Por Aime Sosa Pompa
Hace 195 años, un día como hoy, una heroína llamada Mariana era injustamente ejecutada y un poeta declaraba: "¡Oh, qué día tan triste en Granada, / que a las piedras hacía llorar!"
Ella, Mariana Pineda, con apenas 26 años, defendía ideales de una libertad popular vestida de liberalismo. Se opuso a ser traidora y nunca dio los nombres de quienes pensaban igual, mientras luchaba contra el absolutismo de Fernando VII. Desde su muerte se convirtió en un verdadero ejemplo de lealtad y su vida fue un recordatorio del sacrificio por una causa justa.

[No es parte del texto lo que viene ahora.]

use serde::{Deserialize, Serialize};
use thiserror::Error;

#[derive(Debug, Clone, Copy, PartialEq, Eq, Serialize, Deserialize)]
#[serde(from = "String", into = "&'static str")]
pub enum Gender {
    Male,
    Female,
}

impl Gender {
    pub fn from_name(name: &str) -> Self {
        match name.trim().to_ascii_lowercase().as_str() {
            "male" => Gender::Male,
            _ => Gender::Female,
        }
    }

    pub fn name(self) -> &'static str {
        match self {
            Gender::Male => "male",
            Gender::Female => "female",
        }
    }
}

#[derive(Debug, Clone, Copy, PartialEq, Eq, Serialize, Deserialize)]
#[serde(from = "String", into = "&'static str")]
pub enum ActivityLevel {
    Low,
    Medium,
    High,
}

impl ActivityLevel {
    pub fn from_name(name: &str) -> Self {
        match name.trim().to_ascii_lowercase().as_str() {
            "low" => ActivityLevel::Low,
            "high" => ActivityLevel::High,
            _ => ActivityLevel::Medium,
        }
    }

    pub fn name(self) -> &'static str {
        match self {
            ActivityLevel::Low => "low",
            ActivityLevel::Medium => "medium",
            ActivityLevel::High => "high",
        }
    }

    /// Multiplier applied to the basal metabolic rate.
    pub fn factor(self) -> f32 {
        match self {
            ActivityLevel::Low => 1.2,
            ActivityLevel::Medium => 1.3,
            ActivityLevel::High => 1.4,
        }
    }
}

#[derive(Debug, Clone, Copy, PartialEq, Eq, Serialize, Deserialize)]
#[serde(from = "String", into = "&'static str")]
pub enum GoalType {
    LoseWeight,
    KeepWeight,
    GainWeight,
}

impl GoalType {
    pub fn from_name(name: &str) -> Self {
        match name.trim().to_ascii_lowercase().as_str() {
            "lose_weight" => GoalType::LoseWeight,
            "gain_weight" => GoalType::GainWeight,
            _ => GoalType::KeepWeight,
        }
    }

    pub fn name(self) -> &'static str {
        match self {
            GoalType::LoseWeight => "lose_weight",
            GoalType::KeepWeight => "keep_weight",
            GoalType::GainWeight => "gain_weight",
        }
    }

    /// Daily kcal added on top of maintenance.
    pub fn calorie_offset(self) -> i32 {
        match self {
            GoalType::LoseWeight => -500,
            GoalType::KeepWeight => 0,
            GoalType::GainWeight => 500,
        }
    }
}

macro_rules! named_enum_conversions {
    ($($ty:ty),* $(,)?) => {
        $(
            impl From<String> for $ty {
                fn from(name: String) -> Self {
                    Self::from_name(&name)
                }
            }

            impl From<$ty> for &'static str {
                fn from(value: $ty) -> Self {
                    value.name()
                }
            }
        )*
    };
}

named_enum_conversions!(Gender, ActivityLevel, GoalType);

/// Profile collected during onboarding.
#[derive(Debug, Clone, PartialEq, Serialize, Deserialize)]
pub struct UserInfo {
    pub gender: Gender,
    pub age: u32,
    /// kg
    pub weight: f32,
    /// cm
    pub height: u32,
    pub activity_level: ActivityLevel,
    pub goal_type: GoalType,
    pub carb_ratio: f32,
    pub protein_ratio: f32,
    pub fat_ratio: f32,
}

impl Default for UserInfo {
    fn default() -> Self {
        Self {
            gender: Gender::Male,
            age: 20,
            weight: 80.0,
            height: 180,
            activity_level: ActivityLevel::Medium,
            goal_type: GoalType::KeepWeight,
            carb_ratio: 0.4,
            protein_ratio: 0.3,
            fat_ratio: 0.3,
        }
    }
}

const RATIO_TOLERANCE: f32 = 0.01;

#[derive(Debug, Error, PartialEq)]
pub enum ProfileError {
    #[error("age must be greater than zero")]
    InvalidAge,
    #[error("weight must be positive, got {0}")]
    InvalidWeight(f32),
    #[error("height must be greater than zero")]
    InvalidHeight,
    #[error("{name} ratio must not be negative, got {value}")]
    NegativeRatio { name: &'static str, value: f32 },
    #[error("macro ratios must add up to 1.0, got {0}")]
    RatiosDoNotSum(f32),
}

impl UserInfo {
    pub fn validate(&self) -> Result<(), ProfileError> {
        if self.age == 0 {
            return Err(ProfileError::InvalidAge);
        }
        if self.weight.is_nan() || self.weight <= 0.0 {
            return Err(ProfileError::InvalidWeight(self.weight));
        }
        if self.height == 0 {
            return Err(ProfileError::InvalidHeight);
        }
        for (name, value) in [
            ("carb", self.carb_ratio),
            ("protein", self.protein_ratio),
            ("fat", self.fat_ratio),
        ] {
            if value < 0.0 {
                return Err(ProfileError::NegativeRatio { name, value });
            }
        }
        let sum = self.carb_ratio + self.protein_ratio + self.fat_ratio;
        if (sum - 1.0).abs() > RATIO_TOLERANCE {
            return Err(ProfileError::RatiosDoNotSum(sum));
        }
        Ok(())
    }
}

/// Per-day targets derived from a [`UserInfo`].
#[derive(Debug, Clone, Copy, PartialEq, Eq, Serialize, Deserialize)]
pub struct DailyGoals {
    pub calories: i32,
    pub carbs: i32,
    pub protein: i32,
    pub fat: i32,
}

#[cfg(test)]
mod tests {
    use super::*;

    #[test]
    fn enum_names_fall_back_to_defaults() {
        assert_eq!(Gender::from_name("MALE"), Gender::Male);
        assert_eq!(Gender::from_name("other"), Gender::Female);
        assert_eq!(ActivityLevel::from_name("High"), ActivityLevel::High);
        assert_eq!(ActivityLevel::from_name("couch"), ActivityLevel::Medium);
        assert_eq!(GoalType::from_name("lose_weight"), GoalType::LoseWeight);
        assert_eq!(GoalType::from_name("bulk"), GoalType::KeepWeight);
    }

    #[test]
    fn default_profile_is_valid() {
        assert_eq!(UserInfo::default().validate(), Ok(()));
    }

    #[test]
    fn validate_rejects_bad_ratios() {
        let info = UserInfo {
            carb_ratio: 0.5,
            protein_ratio: 0.5,
            fat_ratio: 0.5,
            ..UserInfo::default()
        };
        assert!(matches!(info.validate(), Err(ProfileError::RatiosDoNotSum(_))));

        let info = UserInfo {
            carb_ratio: 1.2,
            protein_ratio: -0.2,
            fat_ratio: 0.0,
            ..UserInfo::default()
        };
        assert_eq!(
            info.validate(),
            Err(ProfileError::NegativeRatio { name: "protein", value: -0.2 })
        );
    }

    #[test]
    fn validate_rejects_missing_body_measurements() {
        let no_age = UserInfo { age: 0, ..UserInfo::default() };
        assert_eq!(no_age.validate(), Err(ProfileError::InvalidAge));

        let no_weight = UserInfo { weight: 0.0, ..UserInfo::default() };
        assert_eq!(no_weight.validate(), Err(ProfileError::InvalidWeight(0.0)));

        let no_height = UserInfo { height: 0, ..UserInfo::default() };
        assert_eq!(no_height.validate(), Err(ProfileError::InvalidHeight));
    }

    #[test]
    fn user_info_serializes_wire_names() {
        let json = serde_json::to_value(UserInfo::default()).unwrap();
        assert_eq!(json["gender"], "male");
        assert_eq!(json["activity_level"], "medium");
        assert_eq!(json["goal_type"], "keep_weight");
    }
}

Él, Federico García Lorca, rescató un romance infantil que le causó honda impresión desde niño al ver la famosa estatua de bronce en su ciudad. Ahí estaba su figura: altiva, con los cabellos sueltos, la mirada al cielo, junto a una bandera que para entonces era un alegato de rebeldía.

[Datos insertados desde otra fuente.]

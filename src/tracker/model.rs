use std::fmt;

use serde::{Deserialize, Serialize};
use time::Date;
use uuid::Uuid;

time::serde::format_description!(iso_date, Date, "[year]-[month]-[day]");

/// Meal slot a food entry is logged under.
///
/// Ordered by time of day, so maps keyed by it iterate breakfast first.
#[derive(Debug, Clone, Copy, PartialEq, Eq, Hash, PartialOrd, Ord, Serialize, Deserialize)]
#[serde(from = "String", into = "&'static str")]
pub enum MealType {
    Breakfast,
    Lunch,
    Dinner,
    Snack,
}

impl MealType {
    pub const ALL: [MealType; 4] = [
        MealType::Breakfast,
        MealType::Lunch,
        MealType::Dinner,
        MealType::Snack,
    ];

    /// Parses a free-form name. Matching ignores case and surrounding
    /// whitespace; anything unknown becomes `Breakfast`.
    pub fn from_name(name: &str) -> Self {
        match name.trim().to_ascii_lowercase().as_str() {
            "breakfast" => MealType::Breakfast,
            "lunch" => MealType::Lunch,
            "dinner" => MealType::Dinner,
            "snack" => MealType::Snack,
            _ => MealType::Breakfast,
        }
    }

    pub fn name(self) -> &'static str {
        match self {
            MealType::Breakfast => "breakfast",
            MealType::Lunch => "lunch",
            MealType::Dinner => "dinner",
            MealType::Snack => "snack",
        }
    }
}

impl From<&str> for MealType {
    fn from(name: &str) -> Self {
        Self::from_name(name)
    }
}

impl From<String> for MealType {
    fn from(name: String) -> Self {
        Self::from_name(&name)
    }
}

impl From<MealType> for &'static str {
    fn from(meal_type: MealType) -> Self {
        meal_type.name()
    }
}

impl fmt::Display for MealType {
    fn fmt(&self, f: &mut fmt::Formatter<'_>) -> fmt::Result {
        f.write_str(self.name())
    }
}

/// One logged food item. Entries are never edited in place; an edit
/// replaces the whole value.
#[derive(Debug, Clone, PartialEq, Eq, Serialize, Deserialize)]
pub struct TrackedFood {
    #[serde(default)]
    pub id: Option<Uuid>,
    pub name: String,
    pub calories: u32,
    pub carbs: u32,
    pub protein: u32,
    pub fat: u32,
    pub amount: u32,
    pub meal_type: MealType,
    #[serde(with = "iso_date")]
    pub date: Date,
    #[serde(default)]
    pub image_url: Option<String>,
}
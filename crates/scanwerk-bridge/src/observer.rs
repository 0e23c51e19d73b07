// SPDX-License-Identifier: PMPL-1.0-or-later
// Copyright (c) 2026 Jonathan D.A. Jewell (hyperpolymath) <jonathan.jewell@open.ac.uk>
//
// Job observer channel.
//
// The backend pushes `JobEvent`s through a `JobObserver`; the session engine
// drains them from `JobEvents` on its own task, one at a time, in the order
// the backend sent them.

use std::path::PathBuf;

use tokio::sync::mpsc;
use tracing::debug;

use scanwerk_core::types::ScanResult;

/// A notification pushed by the backend about the running job.
#[derive(Debug, Clone, PartialEq, Eq)]
pub enum JobEvent {
    /// Progress of the page currently being scanned.
    PageProgress { page_number: u32, progress_percent: u8 },
    /// A page finished. `page_index` equal to the current page count appends;
    /// a smaller index replaces (rescan).
    PageComplete { page_data: Vec<u8>, page_index: usize },
    /// The job ended; on success `scanned_file_paths` lists the produced files.
    ScanComplete {
        result: ScanResult,
        scanned_file_paths: Vec<PathBuf>,
    },
    /// Answer to a cancel request.
    CancelComplete { success: bool },
    /// A page of a multi-page session failed.
    MultiPageScanFail { result: ScanResult },
}

/// Create a connected observer/receiver pair.
pub fn job_channel() -> (JobObserver, JobEvents) {
    let (tx, rx) = mpsc::unbounded_channel();
    (JobObserver { tx }, JobEvents { rx })
}

/// Sending half, handed to the backend with every job it starts.
#[derive(Debug, Clone)]
pub struct JobObserver {
    tx: mpsc::UnboundedSender<JobEvent>,
}

impl JobObserver {
    pub fn on_page_progress(&self, page_number: u32, progress_percent: u8) {
        self.send(JobEvent::PageProgress {
            page_number,
            progress_percent: progress_percent.min(100),
        });
    }

    pub fn on_page_complete(&self, page_data: Vec<u8>, page_index: usize) {
        self.send(JobEvent::PageComplete {
            page_data,
            page_index,
        });
    }

    pub fn on_scan_complete(&self, result: ScanResult, scanned_file_paths: Vec<PathBuf>) {
        self.send(JobEvent::ScanComplete {
            result,
            scanned_file_paths,
        });
    }

    pub fn on_cancel_complete(&self, success: bool) {
        self.send(JobEvent::CancelComplete { success });
    }

    pub fn on_multi_page_scan_fail(&self, result: ScanResult) {
        self.send(JobEvent::MultiPageScanFail { result });
    }

    fn send(&self, event: JobEvent) {
        // A closed receiver means the session is gone; nothing left to notify.
        if self.tx.send(event).is_err() {
            debug!("job observer receiver dropped, event discarded");
        }
    }
}

/// Receiving half, owned by the session engine.
#[derive(Debug)]
pub struct JobEvents {
    rx: mpsc::UnboundedReceiver<JobEvent>,
}

impl JobEvents {
    /// Next queued event without waiting.
    pub fn try_next(&mut self) -> Option<JobEvent> {
        self.rx.try_recv().ok()
    }

    /// Wait for the next event. `None` once every observer has been dropped.
    pub async fn next(&mut self) -> Option<JobEvent> {
        self.rx.recv().await
    }
}
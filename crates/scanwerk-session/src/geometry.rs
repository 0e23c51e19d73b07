// SPDX-License-Identifier: PMPL-1.0-or-later
// Copyright (c) 2026 Jonathan D.A. Jewell (hyperpolymath) <jonathan.jewell@open.ac.uk>
//
// Which scanned page is "in view" for a given scroll position.
//
// Pages are laid out in a vertical strip of equal-height images. Mapping
// scroll offset linearly onto pages leaves the last few unreachable, since
// the strip stops scrolling while several trailing pages are still visible.
// Two regimes fix that:
//
//   A. Up to the crossover, page k is in view from half an image before its
//      top edge until half an image before the next one.
//   B. From the crossover to the bottom, the remaining scroll range is split
//      evenly between the pages that are visible when fully scrolled down.

/// Largest scroll offset of a strip of `page_count` images in a viewport.
pub fn max_scroll_top(viewport_height: f64, image_height: f64, page_count: usize) -> f64 {
    (page_count as f64 * image_height - viewport_height).max(0.0)
}

/// Index of the page in view, `None` when there are no pages.
///
/// Assumes every page image has the same height. The result is always within
/// `0..page_count`; out-of-range scroll offsets are clamped first.
pub fn current_page_index(
    scroll_top: f64,
    viewport_height: f64,
    image_height: f64,
    page_count: usize,
) -> Option<usize> {
    if page_count == 0 {
        return None;
    }
    if page_count == 1 || image_height <= 0.0 {
        return Some(0);
    }

    let max_scroll = max_scroll_top(viewport_height, image_height, page_count);
    if max_scroll <= 0.0 {
        // Everything fits; there is no scrolling to map.
        return Some(0);
    }
    let scroll_top = scroll_top.clamp(0.0, max_scroll);
    let last = page_count - 1;

    let visible_at_end = ((viewport_height / image_height).ceil() as usize).clamp(1, page_count);
    let before_crossover = page_count - visible_at_end;
    let half_image = image_height / 2.0;

    let crossover = if before_crossover == 0 {
        0.0
    } else {
        half_image + (before_crossover - 1) as f64 * image_height
    };

    if scroll_top < crossover {
        let index = if scroll_top < half_image {
            0
        } else {
            1 + ((scroll_top - half_image) / image_height).floor() as usize
        };
        return Some(index.min(last));
    }

    let per_page_share = (max_scroll - crossover) / visible_at_end as f64;
    let offset = ((scroll_top - crossover) / per_page_share).floor().max(0.0) as usize;
    Some((before_crossover + offset).min(last))
}
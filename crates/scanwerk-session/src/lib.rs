// SPDX-License-Identifier: PMPL-1.0-or-later
// Copyright (c) 2026 Jonathan D.A. Jewell (hyperpolymath) <jonathan.jewell@open.ac.uk>
//
// Scanwerk Session — the scan session engine. The state table, the session
// aggregate, multi-page sequencing, page-in-view geometry and the preview
// decisions, tied together by `ScanController`.

pub mod controller;
pub mod geometry;
pub mod multi_page;
pub mod presenter;
pub mod restore;
pub mod session;
pub mod state;

pub use controller::ScanController;
pub use geometry::{current_page_index, max_scroll_top};
pub use multi_page::MultiPageSessionController;
pub use presenter::{PageViewState, PreviewContent, PreviewPresenter};
pub use restore::{Correction, RestoredSettings};
pub use session::{ScanFailure, ScanSession};
pub use state::{AppState, is_transition_allowed};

Muchas Marianas han llegado a ser conocidas, codeándose con mitos, leyendas y personajes históricos, viviendo entre la ficción y las evidencias. Pero Mariana Pineda sobrecoge por su juventud, por ser madre y por una tenacidad a prueba de voluntades, más allá de un romanticismo que envolvió su verdadera existencia.
Su mayor delito en los días finales: poseer una bandera de tafetán morado con un triángulo verde y el lema "Ley, Libertad e Igualdad", una expresa rebelión contra la corona. El sumo peligro: una mujer que desafió a las autoridades siendo bella, maternal, amorosa, fiel y en plena resistencia, indomable y humana.
Cuando Lorca escribió la obra teatral tenía apenas veinte años y quiso dotar a su drama de un fuerte sabor romántico. Siempre pensó en la heroína liberal cual personaje trágico, algo que después repetiría en otras creaciones.
Incluso cuando se estrenó la obra en 1927 declaró: “Hay mil Marianas de Pineda distintas. La Mariana heroica, la Mariana madre, la Mariana enamorada, la Mariana bordadora, pero yo no las iba a «hacer» todas”.
También hay diferencias entre la verdadera Mariana y la que dejó la invención literaria. Auténtica matria, ella no admite la delación ni que su nombre se iguale a una persona traidora.
Lorca le hace decir: "¡No quiero que mis hijos me desprecien! ¡Mis hijos tendrán un nombre claro como la luna llena! ¡Mis hijos llevarán resplandor en el rostro, que no podrán borrar los años ni los aires!". Lo cierto es que ya encarcelada llegó a escribirle a su hijo José pidiéndole que se hiciera cargo de su hermana Úrsula y que no se avergonzara de su madre.
Fuerte personalidad que nos devuelve el drama lorquiano con una convicción que aniquila desplantes o ideas de entregas dóciles: " Tengo, sin embargo, que estar muy serena, muy serena; aunque me siento vestida de temblor y llanto".
Increíble heroína que a punto de ser ejecutada exclama: "¡No se podrá comprar el corazón de nadie!". Los indultos propuestos a cambio de nombres no le hicieron hablar. Preferir el garrote, un cruel instrumento, es más que valentía o pose estoica, tuvo la grandeza de callar por la verdadera libertad. El 26 de mayo de 1831, en los Campos del Triunfo de Granada, se cumplió la sentencia.
Casi un siglo después el poeta granadino la convierte en bordadora, en mujer que ama mientras teje los hilos de la libertad y en un espejo donde mirar a los peligros de las dictaduras.
Titula la obra "Romance popular en tres estampas", el pueblo recita, habla en metáforas deslumbrantes, las mujeres nunca están solas, y en cada jaula doméstica se están cosiendo tormentas. Ahí no hay estatuas de bronce sino corazones en apoteosis: "Amas la libertad por encima de todo, / pero yo soy la misma Libertad. Doy mi sangre, / que es tu sangre y la sangre de todas las criaturas".
Cada 26 de mayo hay que hablar de esta Mariana junto al único e irrepetible Lorca. Ambos se fueron volando por sus propios sueños, juntos compartieron raíces, actos de amor y las ansias de libertad, herida por los hombres.